В одной веселой песенке поется об отеле, который не отличался чистотой. Но именно так выглядело большинство отелей во Львове, и только некоторые из них предоставлялись для того, чтобы принять порядочных клиентов. Чтобы приманить посетителей, при отелях открыты были кофейни и рестораны, которые имели преимущественно те же названия.
«Английский отель»
Первым львовским отелем после отеля в касино Гехта был отель «Под Римским Цезарем», расположенный на ул. Карла Людвика, 15, в трехэтажном доме, который в середине XVIII в. соорудил предприниматель Иоганн Прешель. Дом был собственностью кастеляна Юзефа Потоцкого. В 1800–1839 гг. дом занимала генеральная военная комендатура. После перестройки, которую совершил Вильгельм Шмидт, 1 ноября 1840 г. здесь вновь открылся отель, но он уже назывался «Английским». Открыл его предприниматель Феликс Ланге из Брно. Гостиница имела сто номеров. Годовой налог для города составлял 3200 золотых гульденов, а в 1865 г. — уже 9200.

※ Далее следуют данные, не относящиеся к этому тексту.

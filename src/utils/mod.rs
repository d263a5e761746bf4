//! Shared utilities
//!
//! - [`fs`] - Atomic writes and binary sniffing
//! - [`throttle`] - Bounded-parallelism permit pool for import I/O

pub mod fs;
pub mod throttle;

pub use fs::{atomic_write, ensure_dir, looks_binary};
pub use throttle::Throttle;
//! Wrapping of glob matches into tagged blocks.
//!
//! Each matched file is wrapped in a synthetic tag named after a slug of its
//! file name, with the path as an attribute:
//!
//! ```text
//! <utils-ts path="src/utils.ts">
//! ...content...
//! </utils-ts>
//! ```
//!
//! The `path` attribute is escaped (`&`, `<`, `"`); file content is not.

use crate::env::GlobMatch;

/// Filesystem-safe tag name for a file name.
///
/// Lowercases, collapses runs of non-alphanumeric characters into a single
/// hyphen and trims hyphens from both ends. Names starting with a digit are
/// prefixed with `_`.
///
/// ```rust
/// use mdimport::imports::glob_wrap::slugify;
///
/// assert_eq!(slugify("My Notes.md"), "my-notes-md");
/// assert_eq!(slugify("2024_plan.md"), "_2024-plan-md");
/// ```
#[must_use]
pub fn slugify(file_name: &str) -> String {
    let mut slug = String::with_capacity(file_name.len());
    let mut pending_hyphen = false;

    for c in file_name.chars() {
        if c.is_ascii_alphanumeric() {
            if pending_hyphen && !slug.is_empty() {
                slug.push('-');
            }
            pending_hyphen = false;
            slug.push(c.to_ascii_lowercase());
        } else {
            pending_hyphen = true;
        }
    }

    if slug.is_empty() {
        return "file".to_string();
    }
    if slug.starts_with(|c: char| c.is_ascii_digit()) {
        slug.insert(0, '_');
    }
    slug
}

/// Wrap a single match in its tag.
#[must_use]
pub fn wrap_match(path: &str, content: &str) -> String {
    let file_name = path.rsplit(['/', '\\']).next().unwrap_or(path);
    let tag = slugify(file_name);
    let path = escape_attribute(path);
    format!("<{tag} path=\"{path}\">\n{content}\n</{tag}>")
}

fn escape_attribute(value: &str) -> String {
    let mut escaped = String::with_capacity(value.len());
    for c in value.chars() {
        match c {
            '&' => escaped.push_str("&amp;"),
            '<' => escaped.push_str("&lt;"),
            '"' => escaped.push_str("&quot;"),
            _ => escaped.push(c),
        }
    }
    escaped
}

/// Wrap every match and join them with a blank line.
#[must_use]
pub fn wrap_matches(matches: &[GlobMatch]) -> String {
    matches
        .iter()
        .map(|m| wrap_match(&m.path, &m.content))
        .collect::<Vec<_>>()
        .join("\n\n")
}

#[cfg(test)]
mod tests {
    use super::*;

    #[test]
    fn test_slugify() {
        assert_eq!(slugify("utils.ts"), "utils-ts");
        assert_eq!(slugify("README.md"), "readme-md");
        assert_eq!(slugify("--a__b--"), "a-b");
        assert_eq!(slugify("1st.md"), "_1st-md");
        assert_eq!(slugify("..."), "file");
    }

    #[test]
    fn test_wrap_matches() {
        let matches = vec![
            GlobMatch {
                path: "docs/a.md".to_string(),
                content: "alpha".to_string(),
            },
            GlobMatch {
                path: "docs/b.md".to_string(),
                content: "beta".to_string(),
            },
        ];
        assert_eq!(
            wrap_matches(&matches),
            "<a-md path=\"docs/a.md\">\nalpha\n</a-md>\n\n<b-md path=\"docs/b.md\">\nbeta\n</b-md>"
        );
    }

    #[test]
    fn test_path_attribute_is_escaped() {
        assert_eq!(
            wrap_match("docs/say \"hi\" & <bye>.md", "x"),
            "<say-hi-bye-md path=\"docs/say &quot;hi&quot; &amp; &lt;bye>.md\">\nx\n</say-hi-bye-md>"
        );
    }

    #[test]
    fn test_wrap_matches_empty() {
        assert_eq!(wrap_matches(&[]), "");
    }
}
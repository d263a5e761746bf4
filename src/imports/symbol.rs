//! Brace-aware extraction of a named declaration from source text.
//!
//! The declaration line is found with a fixed set of patterns covering
//! interfaces, type aliases, functions, classes, `const`/`let`/`var`
//! bindings and enums, each optionally `export`ed, `default`, `declare`d,
//! `abstract` or `async`, and optionally generic. From there, bracket
//! nesting (`{}`, `()`, `[]`) is tracked while skipping string, template
//! literal and comment contents. The span closes on the first line where
//! nesting is back to zero and the statement plausibly ends.

use regex::Regex;

/// Extract the declaration of `symbol` from `content`.
///
/// Returns `None` when no declaration matches. An unbalanced declaration
/// extends to the end of the input.
///
/// # Examples
///
/// ```rust
/// use mdimport::imports::symbol::extract_symbol;
///
/// let source = "export interface User {\n  id: string;\n}\n\nconst other = 1;\n";
/// assert_eq!(
///     extract_symbol(source, "User").as_deref(),
///     Some("export interface User {\n  id: string;\n}")
/// );
/// ```
#[must_use]
pub fn extract_symbol(content: &str, symbol: &str) -> Option<String> {
    let declaration = declaration_regex(symbol)?;
    let lines: Vec<&str> = content.lines().collect();
    let start = lines.iter().position(|line| declaration.is_match(line))?;

    let mut nesting = Nesting::default();
    for (i, line) in lines.iter().enumerate().skip(start) {
        nesting.feed(line);
        if nesting.is_closed() && ends_statement(line, lines.get(i + 1).copied()) {
            return Some(lines[start..=i].join("\n"));
        }
    }

    Some(lines[start..].join("\n"))
}

fn declaration_regex(symbol: &str) -> Option<Regex> {
    let pattern = format!(
        r"^\s*(?:export\s+)?(?:default\s+)?(?:declare\s+)?(?:abstract\s+)?(?:async\s+)?(?:const\s+)?(?:interface|type|function\s*\*?|class|const|let|var|enum)\s+{}(?:\s|<|\(|=|:|\{{|;|,|$)",
        regex::escape(symbol)
    );
    Regex::new(&pattern).ok()
}

/// Bracket depth plus lexical state carried across lines.
#[derive(Debug, Default)]
struct Nesting {
    depth: usize,
    in_template: bool,
    in_block_comment: bool,
}

impl Nesting {
    const fn is_closed(&self) -> bool {
        self.depth == 0 && !self.in_template && !self.in_block_comment
    }

    fn feed(&mut self, line: &str) {
        let mut quote: Option<char> = None;
        let mut chars = line.chars().peekable();

        while let Some(c) = chars.next() {
            if self.in_block_comment {
                if c == '*' && chars.peek() == Some(&'/') {
                    chars.next();
                    self.in_block_comment = false;
                }
                continue;
            }
            if self.in_template {
                match c {
                    '\\' => {
                        chars.next();
                    }
                    '`' => self.in_template = false,
                    _ => {}
                }
                continue;
            }
            if let Some(q) = quote {
                match c {
                    '\\' => {
                        chars.next();
                    }
                    _ if c == q => quote = None,
                    _ => {}
                }
                continue;
            }

            match c {
                '\'' | '"' => quote = Some(c),
                '`' => self.in_template = true,
                '/' if chars.peek() == Some(&'/') => break,
                '/' if chars.peek() == Some(&'*') => {
                    chars.next();
                    self.in_block_comment = true;
                }
                '{' | '(' | '[' => self.depth += 1,
                '}' | ')' | ']' => self.depth = self.depth.saturating_sub(1),
                _ => {}
            }
        }
    }
}

/// Whether a line at depth zero closes the declaration.
fn ends_statement(line: &str, next: Option<&str>) -> bool {
    let line = line.trim_end();
    if line.ends_with(';') || line.ends_with('}') {
        return true;
    }
    if ["=", "=>", ",", "(", "|", "&"].iter().any(|s| line.ends_with(s)) {
        return false;
    }
    match next.map(str::trim_start) {
        Some(next) => !next.starts_with(['.', '{', '|', '&', '?', ':']),
        None => true,
    }
}
//! Markdown scanning and import directive parsing.
//!
//! Directives are only recognized outside code. The [`scanner`] computes the
//! spans of a document that are not inside fenced, indented or inline code,
//! and the [`parser`] uses those spans to turn the document into an ordered,
//! non-overlapping list of [`ImportAction`](crate::imports::ImportAction)s.
//!
//! # Example
//!
//! ```rust
//! use mdimport::markdown::{parse_imports, scan_safe_ranges};
//!
//! let text = "Intro @./intro.md\n\n```\n@./not-an-import.md\n```\n";
//! let safe = scan_safe_ranges(text);
//! assert!(safe.contains(6));
//!
//! let actions = parse_imports(text);
//! assert_eq!(actions.len(), 1);
//! assert_eq!(actions[0].kind(), "file");
//! ```

pub mod parser;
pub mod scanner;

pub use parser::parse_imports;
pub use scanner::{SafeRanges, scan_safe_ranges};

В 1870 г. была попытка разработать проект нового «Английского» отеля, и состоялся даже конкурс, но в конце концов здание в 1888 г. разобрали, и новый отель «Английский» перебрался под номер 21, где до сих пор был отель «Под Белой Лошадью». А на том месте построили Галицкую сберегательную кассу (теперь это Музей этнографии), которая до сих пор существует в арендованном здании на углу Третьего Мая и Ягеллонского.